第九帖:伝説のキャバ嬢
――あらざらむ この世のほかの 思ひ出に 今ひとたびの 逢ふこともがな
超有名陰陽師、安倍晴明とは似て非なる発明家ハルアキさんの協力で、オレとかぐやは月から落ちてきたっていう5つの秘宝を探すことになった。

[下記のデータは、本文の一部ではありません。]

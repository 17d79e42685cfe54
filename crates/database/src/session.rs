use crate::errors::RepositoryError;
use crate::utils::map_db_error;
use async_trait::async_trait;

/// Transactional context that a retried operation runs against.
///
/// Rolled back after every failed attempt so the next attempt starts clean.
pub trait Session {
    fn rollback(&mut self) -> Result<(), RepositoryError>;
}

/// Async counterpart of [`Session`].
///
/// Takes `&self` because async database handles share the connection
/// internally; the operation being retried borrows the same handle.
#[async_trait]
pub trait AsyncSession: Send + Sync {
    async fn rollback(&self) -> Result<(), RepositoryError>;
}

/// Used when an operation has no surrounding transaction.
#[derive(Debug, Clone, Copy, Default)]
pub struct NoSession;

impl Session for NoSession {
    fn rollback(&mut self) -> Result<(), RepositoryError> {
        Ok(())
    }
}

#[async_trait]
impl AsyncSession for NoSession {
    async fn rollback(&self) -> Result<(), RepositoryError> {
        Ok(())
    }
}

#[async_trait]
impl AsyncSession for tokio_postgres::Client {
    async fn rollback(&self) -> Result<(), RepositoryError> {
        // Outside a transaction PostgreSQL only emits a warning here
        self.batch_execute("ROLLBACK").await.map_err(map_db_error)
    }
}

#[async_trait]
impl AsyncSession for deadpool_postgres::Object {
    async fn rollback(&self) -> Result<(), RepositoryError> {
        self.batch_execute("ROLLBACK").await.map_err(map_db_error)
    }
}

宝の存在自体が胡散臭いことはもちろん、そんなものを集めても月へ帰れるなんて保証はまったくないけど、今はこれしか手がかりがない。オレが1,000年前に飛ばされてきた時点で、そしてこんな意味不明な平安京を目の当たりにした現実の前では、とっくに常識なんか吹っ飛んでいる。
……でも、なぁ。
「ここ、なのか?」
「ここ、でしょうね」
ハルアキさんの式神ヨーが教えてくれた場所にやってきたものの、さすがに足が止まってしまった。1センチのズレもなく区画整備された都の南側、神獣・朱雀が守る羅城門から1本奥に入った信濃小路――何度見ても、地図の印はここに間違いない。
「はぁい!“信太の森”へようこそ〜!」
昼間っからネオンが燦然と光り輝くそこは、間違いなく信太の森だった。十二神将が自信を持って教えてくれた宝の在り処……どんな不気味な森かと緊張していただけに、真っ赤なドレスの金髪お姉さんが現れたときには、いっきに力が抜けてしまった。
「クラブ“信太の森”……」
そりゃぁ確かに、ヨーは鬼が棲む森だと言ったわけでもないし、秘宝は森や洞窟に隠されていなきゃいけないわけでもない。でも、だからってキャバクラである必要があるのか!?
「ん〜、かわいいボウヤじゃない」
「ど、どうも……」
顔をのぞきこんでウィンクするキャバ嬢は、目を逸らすのが精一杯のオレを見てくすくす笑っている。もちろんキャバクラなんて行ったことがないけど、オレも健全な高校生だ、興味がないわけじゃない。というか、興味津々だ。甘い香水をプンプンさせて、でっかい胸を近づけられたら、どうしても黒目が勝手に動いてしまう。雑誌でしか見たことのない『業界』のお姉さんの肌は、作り物みたいに白くて柔らかそうで……
「鼻の下をちょん切ってあげましょうか、シュウ?」
横からかぐやが思いきり耳を引っ張るまで、完全に彼女の存在にも吸い寄せられていた自分にも気が付かなかった。我に返ったら、かぐやが恐ろしく殺気を込めてにらみつけている。その殺人的な視線に背中が冷たくなって、もう目の前の美女には反応しなかった。
「あら、彼女も一緒だったのね。残念だわ」
「いや、彼女ってわけじゃないんだけど……」
「“ツバメの子安貝”がここにあるのはわかっているのよ。さっさと出しなさい」
からかうお姉さんに困っているオレを押しのけて、かぐやが刑事ドラマさながらに切り出した。いきなり決め付けて命令するあたり、さしずめガサ入れに来た風俗取締り当局ってところか。でも今回は明らかに敵意……というより殺意に満ちた声で、むしろヤクザの脅迫に近い。
「ふふ、かわいらしいお嬢さんね」
性格はどうあれ、かぐやは確かに美人だ。それでも、この香水と化粧とフェロモンたっぷりのお姉さんにしてみたら子供も同然なんだろう。軽くあしらわれて、かぐやの目はますます怒り狂っている。キャバ嬢にライバル心を燃やすなんて、かわいいところがあるなぁ……なんてお気楽なことを考えていたら、本気で包丁でも取り出しかねない雰囲気になってきたから、あわててオレが真ん中に入った。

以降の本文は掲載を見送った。